From: "Paul E. McKenney" <paulmck@linux.vnet.ibm.com>
To: Amit Shah <amit.shah@redhat.com>
Cc: linux-kernel@vger.kernel.org, riel@redhat.com, mingo@kernel.org,
laijs@cn.fujitsu.com, dipankar@in.ibm.com,
akpm@linux-foundation.org, mathieu.desnoyers@efficios.com,
josh@joshtriplett.org, tglx@linutronix.de, peterz@infradead.org,
rostedt@goodmis.org, dhowells@redhat.com, edumazet@google.com,
dvhart@linux.intel.com, fweisbec@gmail.com, oleg@redhat.com,
sbw@mit.edu
Subject: Re: [PATCH tip/core/rcu 1/2] rcu: Parallelize and economize NOCB kthread wakeups
Date: Fri, 22 Aug 2014 14:57:20 -0700 [thread overview]
Message-ID: <20140822215720.GA21092@linux.vnet.ibm.com> (raw)
In-Reply-To: <20140822215343.GH2663@linux.vnet.ibm.com>
On Fri, Aug 22, 2014 at 02:53:44PM -0700, Paul E. McKenney wrote:
> On Fri, Aug 22, 2014 at 10:44:05PM +0530, Amit Shah wrote:
> > On (Fri) 22 Aug 2014 [07:48:19], Paul E. McKenney wrote:
> > > On Fri, Aug 22, 2014 at 06:26:49PM +0530, Amit Shah wrote:
> > > > On (Fri) 22 Aug 2014 [18:06:51], Amit Shah wrote:
> > > > > On (Fri) 22 Aug 2014 [17:54:53], Amit Shah wrote:
> > > > > > On (Mon) 18 Aug 2014 [21:01:49], Paul E. McKenney wrote:
> > > > > >
> > > > > > > The odds are low over the next few days. I am adding nastier rcutorture
> > > > > > > testing, however. It would still be very good to get debug information
> > > > > > > from your setup.
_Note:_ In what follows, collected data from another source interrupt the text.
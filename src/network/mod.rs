// Peer-mesh networking for Arena Mesh
// Signaling, per-peer WebRTC negotiation, roster/AI bookkeeping and game-state sync

pub mod client;
pub mod manager;
pub mod negotiation;
pub mod protocol;
pub mod roster;
pub mod rtc;
pub mod runtime;
pub mod signaling;
pub mod simulation;
pub mod sync;

#[cfg(test)]
mod testing;

pub use client::{ConnectionStatus, NetworkClient, NetworkCommand, NetworkEvent};
pub use manager::MultiplayerManager;
pub use protocol::{GameMessage, TargetType};
pub use roster::ParticipantView;
pub use simulation::{AiHandle, LocalPlayerState, LocalProjectile, RemoteProjectile, SimulationPort};

use std::io;
use std::sync::mpsc;
use tokio::sync::mpsc as tokio_mpsc;

use crate::config::Config;
use runtime::SharedState;

/// Initialize and start the network layer
/// Returns a NetworkClient handle for the game loop to communicate with
pub fn start_network(config: Config) -> io::Result<NetworkClient> {
    let (event_tx, event_rx) = mpsc::channel();
    let (cmd_tx, cmd_rx) = tokio_mpsc::unbounded_channel();

    let shared = SharedState::default();
    runtime::spawn_network_thread(config, event_tx, cmd_rx, shared.clone())?;

    Ok(NetworkClient::new(
        cmd_tx,
        event_rx,
        shared.connected,
        shared.roster,
        shared.local_id,
    ))
}
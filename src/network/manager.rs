// Multiplayer coordinator for the arena mesh
// Composes signaling, per-peer negotiation, the roster and game-state sync.
// Everything runs on one thread; each handler finishes before the next starts.

use rand::Rng;
use std::time::{Duration, Instant};
use tracing::{debug, error, info, warn};

use super::client::ConnectionStatus;
use super::negotiation::{Negotiator, PeerRegistry, Role, TransportEvent, TransportFactory};
use super::protocol::{GameMessage, HitData, PlayerData, ProjectileData, TargetType};
use super::roster::{Admission, JoinNotice, Roster};
use super::signaling::{Decoded, ReconnectDecision, ReconnectPolicy, SignalSink, SignalingMessage};
use super::simulation::{LocalProjectile, SimulationPort};
use super::sync::{self, BroadcastGate};
use crate::config::{NetworkConfig, SessionConfig};

const ID_ALPHABET: &[u8] = b"abcdefghijklmnopqrstuvwxyz0123456789";
const ID_LEN: usize = 26;

/// Generate an opaque participant id (26 lowercase base-36 chars)
pub fn generate_participant_id() -> String {
    let mut rng = rand::thread_rng();
    (0..ID_LEN)
        .map(|_| ID_ALPHABET[rng.gen_range(0..ID_ALPHABET.len())] as char)
        .collect()
}

/// Things the runtime should surface to the game, drained after each call
#[derive(Debug, Clone, PartialEq)]
pub enum Notice {
    Status(ConnectionStatus),
    Error(String),
}

pub struct MultiplayerManager<S, F, P>
where
    S: SignalSink,
    F: TransportFactory,
    P: SimulationPort,
{
    signal: S,
    negotiator: Negotiator<F>,
    roster: Roster,
    sim: P,
    local_id: Option<String>,
    reconnect: ReconnectPolicy,
    gate: BroadcastGate,
    /// Latched once any data channel has opened
    connection_established: bool,
    notices: Vec<Notice>,
}

impl<S, F, P> MultiplayerManager<S, F, P>
where
    S: SignalSink,
    F: TransportFactory,
    P: SimulationPort,
{
    pub fn new(
        network: &NetworkConfig,
        session: &SessionConfig,
        signal: S,
        factory: F,
        sim: P,
    ) -> Self {
        Self {
            signal,
            negotiator: Negotiator::new(factory),
            roster: Roster::new(session),
            sim,
            local_id: None,
            reconnect: ReconnectPolicy::from_config(network),
            gate: BroadcastGate::new(Duration::from_millis(network.broadcast_interval_ms)),
            connection_established: false,
            notices: Vec::new(),
        }
    }

    pub fn local_id(&self) -> Option<&str> {
        self.local_id.as_deref()
    }

    pub fn roster(&self) -> &Roster {
        &self.roster
    }

    pub fn connection_established(&self) -> bool {
        self.connection_established
    }

    pub fn peers(&self) -> &PeerRegistry<F::Transport> {
        self.negotiator.peers()
    }

    pub fn peers_mut(&mut self) -> &mut PeerRegistry<F::Transport> {
        self.negotiator.peers_mut()
    }

    pub fn signal_mut(&mut self) -> &mut S {
        &mut self.signal
    }

    pub fn sim(&self) -> &P {
        &self.sim
    }

    pub fn sim_mut(&mut self) -> &mut P {
        &mut self.sim
    }

    pub fn reconnect_policy(&self) -> &ReconnectPolicy {
        &self.reconnect
    }

    /// Register a join observer; fires for every remote participant added
    /// and once for ourselves when the room is entered
    pub fn on_participant_joined(&mut self, observer: impl FnMut(&JoinNotice) + Send + 'static) {
        self.roster.on_participant_joined(observer);
    }

    pub fn on_participant_left(&mut self, observer: impl FnMut(&str) + Send + 'static) {
        self.roster.on_participant_left(observer);
    }

    pub fn take_notices(&mut self) -> Vec<Notice> {
        std::mem::take(&mut self.notices)
    }

    // ---- signaling ----

    /// The control socket just opened: start a fresh session and join
    pub fn handle_signaling_open(&mut self) -> String {
        self.reconnect.on_open();
        self.reset_session();

        let local_id = generate_participant_id();
        info!(player_id = %local_id, "connected to signaling server, joining");
        self.local_id = Some(local_id.clone());

        self.signal.send(&SignalingMessage::Join {
            player_id: local_id.clone(),
        });
        info!(target: "telemetry", event = "multiplayer_connected", player_id = %local_id);
        self.notices.push(Notice::Status(ConnectionStatus::Joining));
        local_id
    }

    /// Close every transport and forget the previous identity's roster
    fn reset_session(&mut self) {
        if !self.negotiator.peers().is_empty() || !self.roster.is_empty() {
            debug!(
                peers = self.negotiator.peers().len(),
                participants = self.roster.len(),
                "resetting previous session"
            );
        }
        self.negotiator.close_all();
        self.roster.reset();
        self.connection_established = false;
    }

    /// The control socket closed without us asking
    pub fn handle_signaling_closed(&mut self) -> ReconnectDecision {
        let decision = self.reconnect.on_abnormal_close();
        match decision {
            ReconnectDecision::Retry { attempt, delay } => {
                info!(attempt, delay_ms = delay.as_millis() as u64, "signaling lost, reconnecting");
                self.notices
                    .push(Notice::Status(ConnectionStatus::Reconnecting { attempt, delay }));
            }
            ReconnectDecision::GiveUp => {
                error!(
                    attempts = self.reconnect.attempts(),
                    "max reconnection attempts reached, continuing solo"
                );
                self.notices.push(Notice::Status(ConnectionStatus::Failed));
            }
        }
        decision
    }

    /// Decode and dispatch one inbound control frame
    pub fn handle_signaling_text(&mut self, text: &str) {
        match SignalingMessage::decode(text) {
            Ok(Decoded::Message(msg)) => self.handle_signaling_message(msg),
            Ok(Decoded::Unknown(kind)) => warn!(?kind, "unknown signaling message type"),
            Err(e) => warn!(error = %e, raw = %text, "error parsing signaling message"),
        }
    }

    pub fn handle_signaling_message(&mut self, msg: SignalingMessage) {
        match msg {
            SignalingMessage::RoomInfo { players } => self.apply_room_info(&players),
            SignalingMessage::NewPlayer { player_id } => self.apply_new_player(&player_id),
            SignalingMessage::PlayerLeft { player_id } => self.apply_player_left(&player_id),
            SignalingMessage::Offer { offer, from, .. } => {
                let Some(local_id) = self.local_id.clone() else {
                    return;
                };
                self.negotiator
                    .handle_offer(&from, &offer, &local_id, &mut self.signal);
            }
            SignalingMessage::Answer { answer, from, .. } => {
                self.negotiator.handle_answer(&from, &answer);
            }
            SignalingMessage::IceCandidate { candidate, from, .. } => {
                self.negotiator.handle_ice_candidate(&from, candidate);
            }
            SignalingMessage::Pong { timestamp } => debug!(timestamp, "pong from signaling server"),
            SignalingMessage::Error { message } => warn!(%message, "signaling server error"),
            other => debug!(?other, "ignoring client-bound message type"),
        }
    }

    /// We just entered a room that already holds `existing`
    pub fn apply_room_info(&mut self, existing: &[String]) {
        let Some(local_id) = self.local_id.clone() else {
            warn!("room_info before join, ignoring");
            return;
        };

        if existing.len() >= self.roster.max_players() {
            let message = format!(
                "room already has {} players (max {})",
                existing.len(),
                self.roster.max_players()
            );
            warn!(%message, "refusing to join full room");
            self.signal.send(&SignalingMessage::Leave {
                player_id: local_id,
            });
            self.notices.push(Notice::Error(message));
            return;
        }

        info!(existing = existing.len(), "joined room");
        self.roster.assign_local_slot(existing.len(), &local_id);

        for peer_id in existing {
            if *peer_id == local_id {
                continue;
            }
            match self.roster.admit(peer_id) {
                Admission::Added(_) | Admission::Existing(_) => {
                    self.negotiator
                        .open_peer(peer_id, Role::Initiator, &local_id, &mut self.signal);
                }
                Admission::Full => warn!(peer = %peer_id, "no free slot for existing player"),
            }
        }

        self.roster.reconcile_ai(self.roster.human_count(), &mut self.sim);
        self.notices.push(Notice::Status(ConnectionStatus::InRoom {
            players: self.roster.human_count(),
        }));
    }

    /// Someone joined after us; they will send the offer
    pub fn apply_new_player(&mut self, peer_id: &str) {
        let Some(local_id) = self.local_id.clone() else {
            return;
        };
        if peer_id == local_id {
            return;
        }

        if self.roster.admit(peer_id) == Admission::Full {
            warn!(peer = %peer_id, "roster full, ignoring new player");
            return;
        }
        info!(peer = %peer_id, "new player joined");

        self.negotiator
            .open_peer(peer_id, Role::Responder, &local_id, &mut self.signal);
        self.roster.reconcile_ai(self.roster.human_count(), &mut self.sim);
    }

    pub fn apply_player_left(&mut self, peer_id: &str) {
        let had_transport = self.negotiator.close(peer_id);
        let had_entry = self.roster.remove(peer_id).is_some();
        if had_transport || had_entry {
            info!(peer = %peer_id, "player left");
        }
        self.roster.reconcile_ai(self.roster.human_count(), &mut self.sim);
    }

    /// Send the one-shot keepalive if the socket is still up
    pub fn send_ping(&mut self, timestamp: u64) -> bool {
        if !self.signal.is_open() {
            return false;
        }
        debug!(timestamp, "sending ping");
        self.signal.send(&SignalingMessage::Ping { timestamp })
    }

    // ---- transports ----

    /// Route one event from `peer_id`'s transport. Events from transports
    /// that are no longer registered are dropped.
    pub fn handle_transport_event(&mut self, peer_id: &str, event: TransportEvent) {
        if !self.negotiator.peers().contains(peer_id) {
            debug!(peer = %peer_id, ?event, "event for closed transport, dropping");
            return;
        }
        let Some(local_id) = self.local_id.clone() else {
            return;
        };

        match event {
            TransportEvent::LocalCandidate(candidate) => {
                self.negotiator
                    .send_local_candidate(peer_id, candidate, &local_id, &mut self.signal);
            }
            TransportEvent::Connected => {
                info!(peer = %peer_id, "peer connection established");
                self.negotiator.mark_connected(peer_id);
                self.notices.push(Notice::Status(ConnectionStatus::PeerConnected(
                    peer_id.to_string(),
                )));
            }
            TransportEvent::ChannelOpen => {
                info!(peer = %peer_id, "data channel open");
                self.connection_established = true;
                if let Admission::Added(slot) = self.roster.admit(peer_id) {
                    debug!(peer = %peer_id, slot, "participant added on channel open");
                    self.roster.reconcile_ai(self.roster.human_count(), &mut self.sim);
                }
            }
            TransportEvent::Message(text) => {
                sync::apply_inbound(
                    peer_id,
                    &text,
                    Some(local_id.as_str()),
                    &mut self.roster,
                    &mut self.sim,
                );
            }
            TransportEvent::ChannelClosed => debug!(peer = %peer_id, "data channel closed"),
            TransportEvent::Closed => {
                warn!(peer = %peer_id, "peer connection closed");
                self.negotiator.close(peer_id);
                self.notices.push(Notice::Status(ConnectionStatus::PeerFailed(
                    peer_id.to_string(),
                )));
            }
        }
    }

    // ---- outbound game state ----

    /// Broadcast the local tank if a channel is open and the rate gate allows.
    /// Returns whether anything was sent.
    pub fn broadcast_player_update(&mut self, now: Instant) -> bool {
        if !self.connection_established || !self.gate.try_pass(now) {
            return false;
        }
        let msg = GameMessage::PlayerUpdate {
            player_data: PlayerData::from(&self.sim.local_player()),
        };
        sync::broadcast(self.negotiator.peers_mut(), &msg) > 0
    }

    pub fn broadcast_projectile_fired(&mut self, projectile: &LocalProjectile) -> usize {
        let Some(local_id) = self.local_id.as_deref() else {
            return 0;
        };
        let msg = GameMessage::ProjectileFired {
            projectile: ProjectileData::from_local(projectile, local_id),
        };
        sync::broadcast(self.negotiator.peers_mut(), &msg)
    }

    pub fn broadcast_hit(&mut self, target_type: TargetType, target_id: &str, damage: f32) -> usize {
        let msg = GameMessage::PlayerHit {
            hit_data: HitData {
                target_type,
                target_id: target_id.to_string(),
                damage,
            },
        };
        sync::broadcast(self.negotiator.peers_mut(), &msg)
    }

    /// Release every transport, then say goodbye if the socket is still up
    pub fn disconnect(&mut self) {
        self.negotiator.close_all();
        self.connection_established = false;

        if let Some(local_id) = self.local_id.clone() {
            if self.signal.is_open() {
                self.signal.send(&SignalingMessage::Leave {
                    player_id: local_id.clone(),
                });
            }
            info!(target: "telemetry", event = "multiplayer_disconnected", player_id = %local_id);
        }
    }
}
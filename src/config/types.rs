// Arena mesh configuration types
// All settings with defaults matching the multiplayer arena's tuned values

use serde::{Deserialize, Serialize};

#[derive(Debug, Clone, Default, Deserialize, Serialize)]
pub struct Config {
    #[serde(default)]
    pub network: NetworkConfig,
    #[serde(default)]
    pub session: SessionConfig,
    #[serde(default)]
    pub server: ServerConfig,
}

#[derive(Debug, Clone, Deserialize, Serialize)]
#[serde(default)]
pub struct NetworkConfig {
    // Signaling server WebSocket URL
    pub signaling_server: String,

    // STUN server used to discover the public (server reflexive) candidate
    pub stun_server: String,

    // Reconnect attempts before the signaling failure becomes terminal
    pub max_reconnect_attempts: u32,

    // Backoff delay is min(max, 2^attempts * base)
    pub reconnect_base_delay_ms: u64,
    pub reconnect_max_delay_ms: u64,

    // Give the retry budget back after every successful open
    pub reset_attempts_on_open: bool,

    // Interval between player_update broadcasts (100ms = 10 Hz)
    pub broadcast_interval_ms: u64,

    // Delay between join and the keepalive ping
    pub ping_delay_ms: u64,
}

impl Default for NetworkConfig {
    fn default() -> Self {
        Self {
            signaling_server: "ws://127.0.0.1:8080".to_string(),
            stun_server: "stun.l.google.com:19302".to_string(),
            max_reconnect_attempts: 5,
            reconnect_base_delay_ms: 1000,
            reconnect_max_delay_ms: 30_000,
            reset_attempts_on_open: true,
            broadcast_interval_ms: 100,
            ping_delay_ms: 1000,
        }
    }
}

#[derive(Debug, Clone, Deserialize, Serialize)]
#[serde(default)]
pub struct SessionConfig {
    // Humans plus AI tanks always add up to this
    pub max_players: usize,

    // One colour per slot index, slot i uses palette[i]
    pub palette: Vec<String>,

    // Values a remote participant starts with before its first update
    pub default_health: f32,
    pub default_weapon: String,
}

impl Default for SessionConfig {
    fn default() -> Self {
        Self {
            max_players: 5,
            palette: vec![
                "#FF0000".to_string(), // Red (Player 1)
                "#00FF00".to_string(), // Green (Player 2)
                "#0000FF".to_string(), // Blue (Player 3)
                "#FFFF00".to_string(), // Yellow (Player 4)
                "#FF00FF".to_string(), // Magenta (Player 5)
            ],
            default_health: 1000.0,
            default_weapon: "Cannon".to_string(),
        }
    }
}

#[derive(Debug, Clone, Deserialize, Serialize)]
#[serde(default)]
pub struct ServerConfig {
    // Address the signaling server listens on
    pub bind_addr: String,

    // Players per room before a new room is opened
    pub room_capacity: usize,
}

impl Default for ServerConfig {
    fn default() -> Self {
        Self {
            bind_addr: "0.0.0.0:8080".to_string(),
            room_capacity: 5,
        }
    }
}
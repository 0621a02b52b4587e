// Arena Mesh: peer-mesh multiplayer coordinator for a browser-compatible tank arena

pub mod config;
pub mod debug;
pub mod network;
pub mod rendezvous;
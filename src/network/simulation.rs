// Boundary between the multiplayer coordinator and the game simulation
// The coordinator never touches simulation-owned containers directly

use serde::{Deserialize, Serialize};

/// Opaque handle for an AI-controlled tank, issued by the simulation
#[derive(Debug, Clone, Copy, PartialEq, Eq, Hash, PartialOrd, Ord)]
pub struct AiHandle(pub u64);

/// Local player values read on every broadcast tick
#[derive(Debug, Clone, PartialEq)]
pub struct LocalPlayerState {
    pub x: f32,
    pub y: f32,
    pub rotation: f32,
    pub health: f32,
    pub current_weapon: String,
}

impl Default for LocalPlayerState {
    fn default() -> Self {
        Self {
            x: 0.0,
            y: 0.0,
            rotation: 0.0,
            health: 1000.0,
            current_weapon: "Cannon".to_string(),
        }
    }
}

/// A projectile the local player just fired
#[derive(Debug, Clone, PartialEq)]
pub struct LocalProjectile {
    pub x: f32,
    pub y: f32,
    pub rotation: f32,
    pub weapon_name: String,
}

/// A projectile fired by a remote participant, to be played out locally.
/// Visual only: damage arrives separately as a hit report.
#[derive(Debug, Clone, PartialEq, Serialize, Deserialize)]
pub struct RemoteProjectile {
    pub x: f32,
    pub y: f32,
    pub rotation: f32,
    pub weapon_name: String,
    pub owner_id: String,
}

/// What the coordinator needs from the game simulation
pub trait SimulationPort {
    /// Current transform/health/weapon of the local player
    fn local_player(&self) -> LocalPlayerState;

    /// Create one AI-controlled enemy
    fn spawn_ai(&mut self) -> AiHandle;

    /// Remove a previously spawned AI enemy
    fn remove_ai(&mut self, handle: AiHandle);

    /// Apply damage reported against the local player
    fn apply_damage(&mut self, amount: f32);

    /// Instantiate a projectile fired by someone else
    fn spawn_remote_projectile(&mut self, projectile: RemoteProjectile);
}
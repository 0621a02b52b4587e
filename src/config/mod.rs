// Configuration module for Arena Mesh
// Handles loading and managing multiplayer configuration from TOML file

pub mod loader;
pub mod types;

pub use loader::{create_default_config, get_config_path, load_config, load_config_from};
pub use types::{Config, NetworkConfig, ServerConfig, SessionConfig};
One approach would be to convert the trace function
> > > > > > > calls into printk(), if that would help.
> > > > > >
> > > > > > I added a few printks on the lines of the traces in cases where
> > > > > > rcu_nocb_poll was checked -- since that reproduces the hang. Are the
> > > > > > following traces sufficient, or should I keep adding more printks?
> > > > > >
> > > > > > In the case of rcu-trace-nopoll.txt, the messages stop after a while
> > > > > > (when the guest locks up hard). That's when I kill the qemu process.
> > > > >
> > > > > And this is bt from gdb when the endless
> > > > >
> > > > > RCUDEBUG __call_rcu_nocb_enqueue 2146 rcu_preempt 0 WakeNot
> > > > >
> > > > > messages are being spewed.
> > > > >
> > > > > I can't time it, but hope it gives some indication along with the printks.
> > > >
> > > > ... and after the system 'locks up', this is the state it's in:
> > > >
> > > > ^C
> > > > Program received signal SIGINT, Interrupt.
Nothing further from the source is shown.